# Nice Memorial Things



## JadeIcing (Mar 17, 2008)

Furry Angel

Pet Memorial Tiles


----------



## GoinBackToCali (Mar 17, 2008)

What a nice tribute..

TY so much for posting.


----------



## JadeIcing (Mar 17, 2008)

Someone did on another site and I know what it ment to me. I thought everyone else would need it as much as I did.


----------



## GoinBackToCali (Mar 17, 2008)

Indeed..
I have been having a really hard time getting over Fergie.

I can imagine people who had many years with their pets, and the anguish they feel.

TY again.


----------



## JadeIcing (Mar 17, 2008)

I was talking to Peg yesterday.
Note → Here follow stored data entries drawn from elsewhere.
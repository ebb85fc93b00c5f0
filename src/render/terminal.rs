use super::block::{Block, Metric};
use super::spec::{ChartSpec, Series};
use crate::store::QueryResult;
use colored::Colorize;
use std::io::{self, Write};
use tabled::builder::Builder;
use tabled::settings::Style;

const GLYPHS: [char; 2] = ['█', '▒'];

#[derive(Debug, Clone)]
pub struct TerminalSurface {
    chart_width: usize,
    max_rows: usize,
}

impl TerminalSurface {
    pub fn new(chart_width: usize, max_rows: usize) -> Self {
        Self {
            chart_width: chart_width.max(1),
            max_rows: max_rows.max(1),
        }
    }

    pub fn print(&self, blocks: &[Block]) -> io::Result<()> {
        let stdout = io::stdout();
        let mut out = stdout.lock();
        self.write_blocks(&mut out, blocks)?;
        out.flush()
    }

    pub fn write_blocks<W: Write>(&self, out: &mut W, blocks: &[Block]) -> io::Result<()> {
        for block in blocks {
            self.write_block(out, block)?;
        }
        Ok(())
    }

    pub fn write_block<W: Write>(&self, out: &mut W, block: &Block) -> io::Result<()> {
        match block {
            Block::Heading(text) => writeln!(out, "\n{}", text.bold()),
            Block::Text(text) => writeln!(out, "{}", text),
            Block::Info(text) => writeln!(out, "{}", text.cyan()),
            Block::Success(text) => writeln!(out, "{}", text.green()),
            Block::Warning(text) => writeln!(out, "{}", text.yellow()),
            Block::Error(text) => writeln!(out, "{}", format!("Error: {}", text).red()),
            Block::Table(result) => writeln!(out, "{}", self.format_table(result)),
            Block::Metrics(metrics) => writeln!(out, "{}", format_metrics(metrics)),
            Block::Chart(spec) => writeln!(out, "{}", self.format_chart(spec)),
        }
    }

    pub fn format_table(&self, result: &QueryResult) -> String {
        if result.column_count() == 0 {
            return "(no columns)".to_string();
        }

        let mut builder = Builder::default();
        builder.push_record(result.column_names().into_iter().map(String::from));
        let shown = result.row_count().min(self.max_rows);
        for i in 0..shown {
            if let Some(row) = result.row(i) {
                builder.push_record(row.into_iter().map(|v| v.to_string()));
            }
        }

        let mut table = builder.build();
        table.with(Style::rounded());
        let mut text = table.to_string();

        if result.row_count() > shown {
            text.push_str(&format!(
                "\n(showing {} of {} rows)",
                shown,
                result.row_count()
            ));
        } else {
            text.push_str(&format!("\n({} rows)", result.row_count()));
        }
        text
    }

    pub fn format_chart(&self, spec: &ChartSpec) -> String {
        let mut lines = Vec::new();
        let title = spec.title.clone().unwrap_or_else(|| spec.x.clone());
        lines.push(format!("{} ({})", title.bold(), spec.mark.name()));

        if spec.series.len() > 1 {
            let legend: Vec<String> = spec
                .series
                .iter()
                .zip(GLYPHS)
                .map(|(s, g)| format!("{} {}", g, s.name))
                .collect();
            lines.push(format!("  {}", legend.join("   ")));
        }

        let label_width = spec
            .categories
            .iter()
            .map(|c| c.chars().count())
            .max()
            .unwrap_or(0);
        let scale = max_magnitude(&spec.series);
        let total: f64 = spec
            .series
            .first()
            .map(|s| s.values.iter().flatten().filter(|v| v.is_finite()).sum())
            .unwrap_or(0.0);

        for (i, category) in spec.categories.iter().enumerate() {
            for (n, (series, glyph)) in spec.series.iter().zip(GLYPHS).enumerate() {
                let label = if n == 0 { category.as_str() } else { "" };
                let value = series.values.get(i).copied().flatten();
                let bar = match value {
                    Some(v) if v.is_finite() && scale > 0.0 => {
                        let len = ((v.abs() / scale) * self.chart_width as f64).round() as usize;
                        glyph.to_string().repeat(len)
                    }
                    _ => String::new(),
                };
                let shown = match value {
                    Some(v) if spec.mark.is_share() && total > 0.0 => {
                        format!("{} ({:.1}%)", format_number(v), v / total * 100.0)
                    }
                    Some(v) => format_number(v),
                    None => "NULL".to_string(),
                };
                lines.push(format!(
                    "  {:<width$} │{} {}",
                    label,
                    bar,
                    shown,
                    width = label_width
                ));
            }
        }

        lines.join("\n")
    }
}

fn format_metrics(metrics: &[Metric]) -> String {
    let mut builder = Builder::default();
    builder.push_record(metrics.iter().map(|m| m.label.clone()));
    builder.push_record(metrics.iter().map(|m| m.value.to_string()));
    let mut table = builder.build();
    table.with(Style::rounded());
    table.to_string()
}

fn max_magnitude(series: &[Series]) -> f64 {
    series
        .iter()
        .flat_map(|s| s.values.iter().flatten())
        .filter(|v| v.is_finite())
        .fold(0.0_f64, |acc, v| acc.max(v.abs()))
}

fn format_number(v: f64) -> String {
    if v.fract() == 0.0 && v.abs() < 1e15 {
        format!("{}", v as i64)
    } else {
        format!("{:.2}", v)
    }
}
I lost Sam just a month and 8 days before her second gotcha day. But we got her in July I did not move in untill Thethird week of October. So to me I only had her a year and 7mnths. Ugh I am going to go cry again.

I think your loss is just as great as ours if not more. She was your baby.


----------



## TinysMom (Mar 17, 2008)

Thanks for sharing about these - I really love the tiles.

Zin - your loss of Fergie is just as bad as Ali's loss of Samantha or my loss of Tiny or anyone else's loss.

She was your heart bunny...

This coming Saturday would've been Tiny's third "Gotcha" day. I already know I'll probably be a mess......

Peg


----------